» **Activity**: Repeat exactly, and only, the lines below starting at the line that contains "fn deleted_at(&self) -> Option<DateTime<Utc>>;" and ending at the line that contains "fn mark_deleted(&mut self, at: DateTime<Utc>);", inclusive of both.

» **Material for this task**:

= = =

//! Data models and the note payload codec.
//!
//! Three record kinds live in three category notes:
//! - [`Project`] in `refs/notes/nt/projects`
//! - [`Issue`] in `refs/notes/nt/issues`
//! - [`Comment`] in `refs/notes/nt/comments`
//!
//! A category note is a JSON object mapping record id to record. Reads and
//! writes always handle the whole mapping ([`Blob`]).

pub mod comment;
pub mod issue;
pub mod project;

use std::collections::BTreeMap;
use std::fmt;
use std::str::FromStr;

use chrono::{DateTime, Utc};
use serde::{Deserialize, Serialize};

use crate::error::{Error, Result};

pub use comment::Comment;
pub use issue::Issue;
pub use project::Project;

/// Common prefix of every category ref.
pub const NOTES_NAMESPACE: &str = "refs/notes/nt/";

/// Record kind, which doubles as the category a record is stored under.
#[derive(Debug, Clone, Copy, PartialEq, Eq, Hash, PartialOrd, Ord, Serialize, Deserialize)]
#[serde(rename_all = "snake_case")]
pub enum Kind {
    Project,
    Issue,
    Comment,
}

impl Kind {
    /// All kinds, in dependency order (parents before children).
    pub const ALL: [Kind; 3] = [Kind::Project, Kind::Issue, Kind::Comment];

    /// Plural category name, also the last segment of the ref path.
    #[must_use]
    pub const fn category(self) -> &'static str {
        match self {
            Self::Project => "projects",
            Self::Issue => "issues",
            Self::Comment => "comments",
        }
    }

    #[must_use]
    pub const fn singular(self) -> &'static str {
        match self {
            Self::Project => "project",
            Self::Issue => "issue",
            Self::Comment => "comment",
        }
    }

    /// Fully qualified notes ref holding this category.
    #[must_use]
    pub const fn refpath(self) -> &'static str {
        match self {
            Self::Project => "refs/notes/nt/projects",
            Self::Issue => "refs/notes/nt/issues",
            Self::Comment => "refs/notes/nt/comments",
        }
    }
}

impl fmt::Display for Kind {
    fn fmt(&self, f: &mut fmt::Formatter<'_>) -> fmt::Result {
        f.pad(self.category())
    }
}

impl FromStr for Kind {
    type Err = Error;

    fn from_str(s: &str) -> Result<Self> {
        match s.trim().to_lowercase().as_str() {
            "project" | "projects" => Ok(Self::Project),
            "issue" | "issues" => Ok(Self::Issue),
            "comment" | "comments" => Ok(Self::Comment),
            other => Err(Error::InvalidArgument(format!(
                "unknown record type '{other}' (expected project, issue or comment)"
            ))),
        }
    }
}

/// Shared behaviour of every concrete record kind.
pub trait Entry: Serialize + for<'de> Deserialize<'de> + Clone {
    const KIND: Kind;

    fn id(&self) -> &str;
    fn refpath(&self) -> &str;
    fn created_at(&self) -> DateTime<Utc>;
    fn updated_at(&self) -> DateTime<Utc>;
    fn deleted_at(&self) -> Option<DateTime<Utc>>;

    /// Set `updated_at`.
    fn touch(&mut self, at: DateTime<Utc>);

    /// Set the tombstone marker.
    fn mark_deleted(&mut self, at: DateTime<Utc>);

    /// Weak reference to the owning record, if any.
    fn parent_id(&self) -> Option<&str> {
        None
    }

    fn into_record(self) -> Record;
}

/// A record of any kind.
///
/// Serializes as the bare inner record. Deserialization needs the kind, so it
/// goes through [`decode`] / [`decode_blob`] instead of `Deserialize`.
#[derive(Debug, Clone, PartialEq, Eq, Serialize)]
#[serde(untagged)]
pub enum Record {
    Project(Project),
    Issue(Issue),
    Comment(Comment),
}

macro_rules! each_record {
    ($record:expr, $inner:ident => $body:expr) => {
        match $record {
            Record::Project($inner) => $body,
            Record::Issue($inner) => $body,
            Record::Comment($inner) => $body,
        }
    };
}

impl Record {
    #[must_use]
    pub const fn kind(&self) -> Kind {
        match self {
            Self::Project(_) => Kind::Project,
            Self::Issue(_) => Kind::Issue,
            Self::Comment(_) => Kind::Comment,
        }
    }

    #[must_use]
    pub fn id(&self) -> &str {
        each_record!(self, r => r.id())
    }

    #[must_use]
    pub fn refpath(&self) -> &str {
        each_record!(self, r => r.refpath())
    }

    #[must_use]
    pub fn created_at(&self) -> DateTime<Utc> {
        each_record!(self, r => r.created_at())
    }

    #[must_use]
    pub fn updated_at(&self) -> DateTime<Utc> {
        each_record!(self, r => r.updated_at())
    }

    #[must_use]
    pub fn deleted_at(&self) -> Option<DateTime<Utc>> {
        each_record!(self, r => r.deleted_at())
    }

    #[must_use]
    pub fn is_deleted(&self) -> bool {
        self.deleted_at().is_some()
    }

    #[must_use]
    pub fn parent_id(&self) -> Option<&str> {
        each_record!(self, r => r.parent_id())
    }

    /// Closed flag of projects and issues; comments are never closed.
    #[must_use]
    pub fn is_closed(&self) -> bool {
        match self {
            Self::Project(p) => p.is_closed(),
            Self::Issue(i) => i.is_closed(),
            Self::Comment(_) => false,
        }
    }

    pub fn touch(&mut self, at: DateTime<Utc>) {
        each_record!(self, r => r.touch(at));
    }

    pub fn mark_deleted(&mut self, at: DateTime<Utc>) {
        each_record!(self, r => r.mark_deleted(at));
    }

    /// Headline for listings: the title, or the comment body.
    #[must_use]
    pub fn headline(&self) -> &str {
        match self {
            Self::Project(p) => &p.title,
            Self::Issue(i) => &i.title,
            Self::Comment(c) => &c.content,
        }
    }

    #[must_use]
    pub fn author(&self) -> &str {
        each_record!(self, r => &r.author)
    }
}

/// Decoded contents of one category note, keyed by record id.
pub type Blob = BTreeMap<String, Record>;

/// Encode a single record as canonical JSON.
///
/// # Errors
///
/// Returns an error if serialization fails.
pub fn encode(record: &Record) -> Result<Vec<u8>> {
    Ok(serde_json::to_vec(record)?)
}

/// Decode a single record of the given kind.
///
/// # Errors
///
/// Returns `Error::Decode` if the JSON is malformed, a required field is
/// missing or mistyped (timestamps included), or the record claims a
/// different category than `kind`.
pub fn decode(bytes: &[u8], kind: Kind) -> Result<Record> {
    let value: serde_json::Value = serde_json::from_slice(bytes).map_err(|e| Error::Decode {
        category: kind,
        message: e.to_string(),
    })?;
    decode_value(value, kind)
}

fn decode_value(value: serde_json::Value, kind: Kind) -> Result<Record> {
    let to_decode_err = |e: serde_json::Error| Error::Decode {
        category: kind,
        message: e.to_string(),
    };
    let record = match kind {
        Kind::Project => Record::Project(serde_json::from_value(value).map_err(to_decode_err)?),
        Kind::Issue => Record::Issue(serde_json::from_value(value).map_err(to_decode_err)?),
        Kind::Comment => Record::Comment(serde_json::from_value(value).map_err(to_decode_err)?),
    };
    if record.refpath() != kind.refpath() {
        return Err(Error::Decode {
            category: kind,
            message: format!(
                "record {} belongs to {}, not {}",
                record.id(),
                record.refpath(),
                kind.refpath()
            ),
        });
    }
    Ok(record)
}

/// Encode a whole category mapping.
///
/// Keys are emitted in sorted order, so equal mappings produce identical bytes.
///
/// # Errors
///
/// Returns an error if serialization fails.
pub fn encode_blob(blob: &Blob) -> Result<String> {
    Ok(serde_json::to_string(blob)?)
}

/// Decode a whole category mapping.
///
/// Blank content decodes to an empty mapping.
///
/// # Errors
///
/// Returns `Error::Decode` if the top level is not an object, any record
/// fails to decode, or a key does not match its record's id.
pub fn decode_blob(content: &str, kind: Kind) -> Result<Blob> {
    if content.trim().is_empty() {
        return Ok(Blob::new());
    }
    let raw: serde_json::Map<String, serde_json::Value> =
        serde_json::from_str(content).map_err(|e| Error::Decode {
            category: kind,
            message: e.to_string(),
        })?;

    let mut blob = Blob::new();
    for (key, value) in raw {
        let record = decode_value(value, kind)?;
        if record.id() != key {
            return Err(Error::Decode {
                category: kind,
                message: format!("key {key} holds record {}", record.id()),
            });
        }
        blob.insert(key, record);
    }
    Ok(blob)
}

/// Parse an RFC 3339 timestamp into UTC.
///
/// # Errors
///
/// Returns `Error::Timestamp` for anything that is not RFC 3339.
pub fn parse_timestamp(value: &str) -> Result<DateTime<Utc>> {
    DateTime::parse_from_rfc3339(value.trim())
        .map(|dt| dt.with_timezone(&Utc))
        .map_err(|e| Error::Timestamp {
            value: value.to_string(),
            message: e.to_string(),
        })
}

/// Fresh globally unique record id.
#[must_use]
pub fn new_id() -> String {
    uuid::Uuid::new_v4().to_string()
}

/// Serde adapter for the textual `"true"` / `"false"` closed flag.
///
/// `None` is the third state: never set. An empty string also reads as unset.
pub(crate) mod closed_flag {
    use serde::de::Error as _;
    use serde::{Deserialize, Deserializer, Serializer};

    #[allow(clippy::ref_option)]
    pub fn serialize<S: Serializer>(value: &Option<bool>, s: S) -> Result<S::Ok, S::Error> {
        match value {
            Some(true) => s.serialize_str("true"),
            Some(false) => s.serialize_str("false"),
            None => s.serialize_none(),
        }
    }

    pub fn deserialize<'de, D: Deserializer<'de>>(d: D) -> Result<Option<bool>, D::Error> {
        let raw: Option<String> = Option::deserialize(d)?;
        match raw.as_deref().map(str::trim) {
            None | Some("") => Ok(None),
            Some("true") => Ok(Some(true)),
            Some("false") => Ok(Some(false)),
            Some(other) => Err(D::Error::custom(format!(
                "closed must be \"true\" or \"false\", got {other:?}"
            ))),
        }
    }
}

= = =

» **Answer box**:
    fn deleted_at(&self) -> Option<DateTime<Utc>>;

    /// Set `updated_at`.
    fn touch(&mut self, at: DateTime<Utc>);

    /// Set the tombstone marker.
    fn mark_deleted(&mut self, at: DateTime<Utc>);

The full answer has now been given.